▸ What this task involves
Line by line, give the data again exactly as it appears.

Dataset records:
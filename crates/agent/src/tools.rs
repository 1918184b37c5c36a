//! The tool catalog shown to the model.
//!
//! One descriptor per search strategy, in catalog order. The model picks a
//! tool and fills its arguments; nothing here executes anything. Names must
//! stay in lock step with [`SearchStrategy`], which is what the resolver
//! parses replies against.

use matzip_core::domain::action::SearchStrategy;
use serde_json::{json, Value};

pub struct ToolSpec {
    pub name: &'static str,
    pub description: &'static str,
    schema: fn() -> Value,
}

impl ToolSpec {
    pub fn input_schema(&self) -> Value {
        (self.schema)()
    }

    /// The descriptor in Anthropic Messages API shape.
    pub fn to_api_value(&self) -> Value {
        json!({
            "name": self.name,
            "description": self.description,
            "input_schema": self.input_schema()
        })
    }
}

pub fn catalog() -> &'static [ToolSpec] {
    &CATALOG
}

pub fn catalog_json() -> Vec<Value> {
    CATALOG.iter().map(ToolSpec::to_api_value).collect()
}

const CATALOG: [ToolSpec; 7] = [
    ToolSpec {
        name: "search_restaurants",
        description: "여의도 지역 식당을 통합 검색합니다. 식당명, 카테고리, 메뉴명 등으로 검색 가능",
        schema: unified_schema,
    },
    ToolSpec {
        name: "search_by_category",
        description: "특정 카테고리의 식당들을 검색합니다",
        schema: category_schema,
    },
    ToolSpec {
        name: "search_by_menu",
        description: "특정 메뉴를 제공하는 식당들을 검색합니다",
        schema: menu_schema,
    },
    ToolSpec {
        name: "search_by_price_range",
        description: "특정 가격대의 메뉴를 제공하는 식당들을 검색합니다",
        schema: price_range_schema,
    },
    ToolSpec {
        name: "get_restaurant_details",
        description: "특정 식당의 상세 정보를 조회합니다 (전체 메뉴, 가격 등)",
        schema: detail_schema,
    },
    ToolSpec {
        name: "get_statistics",
        description: "전체 식당 통계 정보를 조회합니다 (식당 수, 카테고리별 분포 등)",
        schema: statistics_schema,
    },
    ToolSpec {
        name: "recommend_similar_restaurants",
        description: "특정 식당과 유사한 다른 식당들을 추천합니다",
        schema: similar_schema,
    },
];

fn limit_property(default: u32) -> Value {
    json!({
        "type": "integer",
        "description": format!("검색 결과 개수 (기본값: {default})"),
        "default": default
    })
}

fn unified_schema() -> Value {
    json!({
        "type": "object",
        "properties": {
            "query": {
                "type": "string",
                "description": "검색어 (예: '중식당', '갈비찜', '매운 음식', '스타벅스')"
            },
            "limit": limit_property(10),
            "include_details": {
                "type": "boolean",
                "description": "메뉴 등 상세 정보 포함 여부 (기본값: false)",
                "default": false
            }
        },
        "required": ["query"]
    })
}

fn category_schema() -> Value {
    json!({
        "type": "object",
        "properties": {
            "category": {
                "type": "string",
                "description": "식당 카테고리 (예: '중식당', '일식당', '한식', '카페')"
            },
            "limit": limit_property(10)
        },
        "required": ["category"]
    })
}

fn menu_schema() -> Value {
    json!({
        "type": "object",
        "properties": {
            "menu_keyword": {
                "type": "string",
                "description": "메뉴 키워드 (예: '갈비찜', '짬뽕', '파스타', '스시')"
            },
            "limit": limit_property(10)
        },
        "required": ["menu_keyword"]
    })
}

fn price_range_schema() -> Value {
    json!({
        "type": "object",
        "properties": {
            "min_price": {
                "type": "integer",
                "description": "최소 가격 (원 단위)"
            },
            "max_price": {
                "type": "integer",
                "description": "최대 가격 (원 단위)"
            },
            "limit": limit_property(10)
        }
    })
}

fn detail_schema() -> Value {
    json!({
        "type": "object",
        "properties": {
            "restaurant_name": {
                "type": "string",
                "description": "조회할 식당명"
            }
        },
        "required": ["restaurant_name"]
    })
}

fn statistics_schema() -> Value {
    json!({
        "type": "object",
        "properties": {},
        "required": []
    })
}

fn similar_schema() -> Value {
    json!({
        "type": "object",
        "properties": {
            "restaurant_name": {
                "type": "string",
                "description": "기준이 될 식당명"
            },
            "limit": limit_property(5)
        },
        "required": ["restaurant_name"]
    })
}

▸ Exercise result
filename crates/agent/src/tools.rs
repository 1918184b37c5c36a
//! The tool catalog shown to the model.
//!
//! One descriptor per search strategy, in catalog order. The model picks a
//! tool and fills its arguments; nothing here executes anything. Names must
//! stay in lock step with [`SearchStrategy`], which is what the resolver
//! parses replies against.

use matzip_core::domain::action::SearchStrategy;
use serde_json::{json, Value};

pub struct ToolSpec {
    pub name: &'static str,
    pub description: &'static str,
    schema: fn() -> Value,
}

impl ToolSpec {
    pub fn input_schema(&self) -> Value {
        (self.schema)()
    }

    /// The descriptor in Anthropic Messages API shape.
    pub fn to_api_value(&self) -> Value {
        json!({
            "name": self.name,
            "description": self.description,
            "input_schema": self.input_schema()
        })
    }
}

pub fn catalog() -> &'static [ToolSpec] {
    &CATALOG
}

pub fn catalog_json() -> Vec<Value> {
    CATALOG.iter().map(ToolSpec::to_api_value).collect()
}

const CATALOG: [ToolSpec; 7] = [
    ToolSpec {
        name: "search_restaurants",
        description: "여의도 지역 식당을 통합 검색합니다. 식당명, 카테고리, 메뉴명 등으로 검색 가능",
        schema: unified_schema,
    },
    ToolSpec {
        name: "search_by_category",
        description: "특정 카테고리의 식당들을 검색합니다",
        schema: category_schema,
    },
    ToolSpec {
        name: "search_by_menu",
        description: "특정 메뉴를 제공하는 식당들을 검색합니다",
        schema: menu_schema,
    },
    ToolSpec {
        name: "search_by_price_range",
        description: "특정 가격대의 메뉴를 제공하는 식당들을 검색합니다",
        schema: price_range_schema,
    },
    ToolSpec {
        name: "get_restaurant_details",
        description: "특정 식당의 상세 정보를 조회합니다 (전체 메뉴, 가격 등)",
        schema: detail_schema,
    },
    ToolSpec {
        name: "get_statistics",
        description: "전체 식당 통계 정보를 조회합니다 (식당 수, 카테고리별 분포 등)",
        schema: statistics_schema,
    },
    ToolSpec {
        name: "recommend_similar_restaurants",
        description: "특정 식당과 유사한 다른 식당들을 추천합니다",
        schema: similar_schema,
    },
];

fn limit_property(default: u32) -> Value {
    json!({
        "type": "integer",
        "description": format!("검색 결과 개수 (기본값: {default})"),
        "default": default
    })
}

fn unified_schema() -> Value {
    json!({
        "type": "object",
        "properties": {
            "query": {
                "type": "string",
                "description": "검색어 (예: '중식당', '갈비찜', '매운 음식', '스타벅스')"
            },
            "limit": limit_property(10),
            "include_details": {
                "type": "boolean",
                "description": "메뉴 등 상세 정보 포함 여부 (기본값: false)",
                "default": false
            }
        },
        "required": ["query"]
    })
}

fn category_schema() -> Value {
    json!({
        "type": "object",
        "properties": {
            "category": {
                "type": "string",
                "description": "식당 카테고리 (예: '중식당', '일식당', '한식', '카페')"
            },
            "limit": limit_property(10)
        },
        "required": ["category"]
    })
}

fn menu_schema() -> Value {
    json!({
        "type": "object",
        "properties": {
            "menu_keyword": {
                "type": "string",
                "description": "메뉴 키워드 (예: '갈비찜', '짬뽕', '파스타', '스시')"
            },
            "limit": limit_property(10)
        },
        "required": ["menu_keyword"]
    })
}

fn price_range_schema() -> Value {
    json!({
        "type": "object",
        "properties": {
            "min_price": {
                "type": "integer",
                "description": "최소 가격 (원 단위)"
            },
            "max_price": {
                "type": "integer",
                "description": "최대 가격 (원 단위)"
            },
            "limit": limit_property(10)
        }
    })
}

fn detail_schema() -> Value {
    json!({
        "type": "object",
        "properties": {
            "restaurant_name": {
                "type": "string",
                "description": "조회할 식당명"
            }
        },
        "required": ["restaurant_name"]
    })
}

fn statistics_schema() -> Value {
    json!({
        "type": "object",
        "properties": {},
        "required": []
    })
}

fn similar_schema() -> Value {
    json!({
        "type": "object",
        "properties": {
            "restaurant_name": {
                "type": "string",
                "description": "기준이 될 식당명"
            },
            "limit": limit_property(5)
        },
        "required": ["restaurant_name"]
    })
}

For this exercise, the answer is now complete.